Information Sheet 5 is of relevance to charitable companies and addresses the implications of a new requirement to disclose details of energy usage contained within The Companies (Directors’ Report) and Limited Liability Partnerships (Energy and Carbon Report) Regulations 2018. These new regulations will apply to charitable companies across the UK that meet the Companies Act 2006 definition of a large company, which is broadly defined as one that meets two or more of the following criteria for two consecutive financial years:

  • gross annual income of more than £36 million;
  • gross assets of more than £18 million; or
  • more than 250 employees

Additional guidance on determining the size of a charitable company is included in Information Sheet 3. Note that charities that do not meet the large company criteria are not prevented from including disclosure on their energy use in their annual report if they believe it will be useful in improving transparency and where it provides the users of the annual report with a greater understanding of the charity’s performance.

For accounting periods commencing on or after 1 April 2019, those charitable companies which are subject to these new regulations are required to include as part of the ‘Achievements and Performance’ part of their trustees’ report information on their UK energy use and associated greenhouse gas emissions relating to gas, electricity and transport fuel, including an intensity ratio, and details of any energy efficiency action taken. Alternatively the information could be presented as part of a separate environmental report, although one that is clearly marked as forming part of the charitable company’s directors’ report.

The guidance included within the Information Sheet explains in greater detail each of the disclosure requirements, as well as the exemption from disclosure that exists for low energy users, such as those which have consumed 40MWh or less of energy during the reporting period. There is also guidance on the application of the regulations to charitable groups. Additionally there is a link to more detailed government guidance that has been published that applied to all organisations that are required to report on their energy usage, not just charities.

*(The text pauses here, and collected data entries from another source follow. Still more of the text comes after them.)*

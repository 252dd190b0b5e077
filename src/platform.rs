//! Host-platform boundary: issue and pull-request operations via the host
//! CLI (`gh` by default). The core only consumes exit codes and output text.

use std::path::Path;

use crate::classify::{self, PrOutcome};
use crate::config::{GitConfig, HostConfig};
use crate::error::{AppError, Result};
use crate::runner::{CommandRunner, CommandResult};

pub struct HostCli<'a> {
    runner: &'a dyn CommandRunner,
    host: &'a HostConfig,
    git: &'a GitConfig,
    repo_dir: &'a Path,
}

impl<'a> HostCli<'a> {
    pub fn new(
        runner: &'a dyn CommandRunner,
        host: &'a HostConfig,
        git: &'a GitConfig,
        repo_dir: &'a Path,
    ) -> Self {
        Self {
            runner,
            host,
            git,
            repo_dir,
        }
    }

    async fn run_host(&self, args: &[&str]) -> Result<CommandResult> {
        self.runner
            .run(&self.host.program, args, self.repo_dir)
            .await
    }

    /// Create an issue and return its number, parsed from the URL the host
    /// CLI prints.
    pub async fn create_issue(&self, title: &str, body: &str) -> Result<u64> {
        let result = self
            .run_host(&["issue", "create", "--title", title, "--body", body])
            .await?;
        if !result.succeeded() {
            return Err(AppError::External {
                step: "Issue creation".to_string(),
                reason: result.stderr.trim().to_string(),
            });
        }
        let number = classify::parse_issue_number(&result.merged()).ok_or_else(|| {
            AppError::External {
                step: "Issue creation".to_string(),
                reason: format!(
                    "issue created but its number could not be parsed from: {}",
                    result.stdout.trim()
                ),
            }
        })?;
        tracing::info!(issue = number, "Created issue");
        Ok(number)
    }

    /// Create a pull request for `branch`, or reuse the one that already
    /// exists for it.
    ///
    /// When `issue_ref` is given, the closing keyword is embedded in the
    /// body before submission so the host auto-closes the issue on merge.
    /// A reused PR is indistinguishable from a fresh one for callers.
    pub async fn create_or_reuse_pr(
        &self,
        branch: &str,
        title: &str,
        body: &str,
        issue_ref: Option<u64>,
    ) -> Result<PrOutcome> {
        let body = match issue_ref {
            Some(n) => format!("{body}\n\nCloses #{n}"),
            None => body.to_string(),
        };

        let mut args = vec![
            "pr",
            "create",
            "--title",
            title,
            "--body",
            body.as_str(),
            "--head",
            branch,
        ];
        if let Some(base) = self.git.base_branch.as_deref() {
            args.push("--base");
            args.push(base);
        }

        let result = self.run_host(&args).await?;
        let outcome = classify::classify_pr_creation(&result);

        match &outcome {
            PrOutcome::Created(pr) => {
                tracing::info!(url = pr.url.as_deref().unwrap_or("?"), "Created pull request");
            }
            PrOutcome::AlreadyExists(pr) => {
                tracing::info!(
                    url = pr.url.as_deref().unwrap_or("?"),
                    "Pull request for this branch already exists, reusing it"
                );
            }
            PrOutcome::Failed(reason) => {
                tracing::error!(%reason, "Pull request creation failed");
            }
        }

        Ok(outcome)
    }
}

#[cfg(test)]
mod tests {
    use super::*;
    use crate::classify::PullRequestRef;
    use crate::runner::stub::{failed, ok, StubRunner};

    fn host() -> HostConfig {
        HostConfig::default()
    }

    #[tokio::test]
    async fn test_create_issue_parses_number() {
        let stub = StubRunner::new();
        stub.respond(
            "gh issue create",
            ok("https://github.com/acme/widgets/issues/17\n"),
        );

        let host_cfg = host();
        let git = GitConfig::default();
        let cli = HostCli::new(&stub, &host_cfg, &git, Path::new("."));
        assert_eq!(cli.create_issue("title", "body").await.unwrap(), 17);
    }

    #[tokio::test]
    async fn test_pr_body_embeds_closing_keyword() {
        let stub = StubRunner::new();
        stub.respond("gh pr create", ok("https://github.com/acme/widgets/pull/5\n"));

        let host_cfg = host();
        let git = GitConfig::default();
        let cli = HostCli::new(&stub, &host_cfg, &git, Path::new("."));
        cli.create_or_reuse_pr("patch/x", "title", "body", Some(17))
            .await
            .unwrap();

        let calls = stub.calls();
        assert!(
            calls.iter().any(|c| c.contains("Closes #17")),
            "PR creation command should carry the closing keyword: {calls:?}"
        );
    }

    #[tokio::test]
    async fn test_existing_pr_is_reused() {
        let stub = StubRunner::new();
        stub.respond(
            "gh pr create",
            failed(
                1,
                "a pull request for branch \"patch/x\" already exists:\n\
                 https://github.com/acme/widgets/pull/42",
            ),
        );

        let host_cfg = host();
        let git = GitConfig::default();
        let cli = HostCli::new(&stub, &host_cfg, &git, Path::new("."));
        let outcome = cli
            .create_or_reuse_pr("patch/x", "title", "body", None)
            .await
            .unwrap();

        assert_eq!(
            outcome,
            PrOutcome::AlreadyExists(PullRequestRef {
                url: Some("https://github.com/acme/widgets/pull/42".to_string()),
                number: Some(42),
            })
        );
    }

    #[tokio::test]
    async fn test_base_branch_is_passed_through() {
        let stub = StubRunner::new();
        let host_cfg = host();
        let git = GitConfig {
            base_branch: Some("develop".to_string()),
            ..GitConfig::default()
        };
        let cli = HostCli::new(&stub, &host_cfg, &git, Path::new("."));
        cli.create_or_reuse_pr("patch/x", "t", "b", None).await.unwrap();

        assert!(stub.calls()[0].contains("--base develop"));
    }
}
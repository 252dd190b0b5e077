//! Scripted command runner for tests.

use std::collections::VecDeque;
use std::path::Path;
use std::sync::Mutex;

use async_trait::async_trait;

use crate::error::Result;
use crate::runner::{CommandRunner, CommandResult};

/// Records every command line and replays queued responses.
///
/// Responses are keyed by a command-line prefix ("git push", "gh pr create");
/// the first queued response whose prefix matches is consumed. Unmatched
/// commands succeed with empty output, so tests only script the calls they
/// care about.
#[derive(Default)]
pub struct StubRunner {
    responses: Mutex<Vec<(String, VecDeque<CommandResult>)>>,
    calls: Mutex<Vec<String>>,
}

pub fn ok(stdout: &str) -> CommandResult {
    CommandResult {
        exit_code: 0,
        stdout: stdout.to_string(),
        stderr: String::new(),
        duration_ms: 1,
    }
}

pub fn failed(exit_code: i32, stderr: &str) -> CommandResult {
    CommandResult {
        exit_code,
        stdout: String::new(),
        stderr: stderr.to_string(),
        duration_ms: 1,
    }
}

impl StubRunner {
    pub fn new() -> Self {
        Self::default()
    }

    /// Queue a response for the next command line starting with `prefix`.
    pub fn respond(&self, prefix: &str, result: CommandResult) {
        let mut responses = self.responses.lock().unwrap();
        if let Some((_, queue)) = responses.iter_mut().find(|(p, _)| p == prefix) {
            queue.push_back(result);
        } else {
            responses.push((prefix.to_string(), VecDeque::from([result])));
        }
    }

    /// Every recorded command line, in invocation order.
    pub fn calls(&self) -> Vec<String> {
        self.calls.lock().unwrap().clone()
    }

    pub fn count_matching(&self, prefix: &str) -> usize {
        self.calls
            .lock()
            .unwrap()
            .iter()
            .filter(|c| c.starts_with(prefix))
            .count()
    }
}

#[async_trait]
impl CommandRunner for StubRunner {
    async fn run(&self, program: &str, args: &[&str], _cwd: &Path) -> Result<CommandResult> {
        let command_line = std::iter::once(program)
            .chain(args.iter().copied())
            .collect::<Vec<_>>()
            .join(" ");
        self.calls.lock().unwrap().push(command_line.clone());

        let mut responses = self.responses.lock().unwrap();
        for (prefix, queue) in responses.iter_mut() {
            if command_line.starts_with(prefix.as_str()) {
                if let Some(result) = queue.pop_front() {
                    return Ok(result);
                }
            }
        }
        Ok(ok(""))
    }
}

Information Sheet 6 confirms that charitable companies registered in the Republic of Ireland are unable to use merger accounting where they enter into a business combination with a third party, the same as charitable companies incorporated in the United Kingdom. Unincorporated charities and Charitable Incorporated Organisations will continue to apply merger accounting to business combinations where the qualifying criteria set out in the Charity SORP are met, as will charitable companies registered outside of the UK and the Republic of Ireland where the local statutory framework does not prevent the use of merger accounting.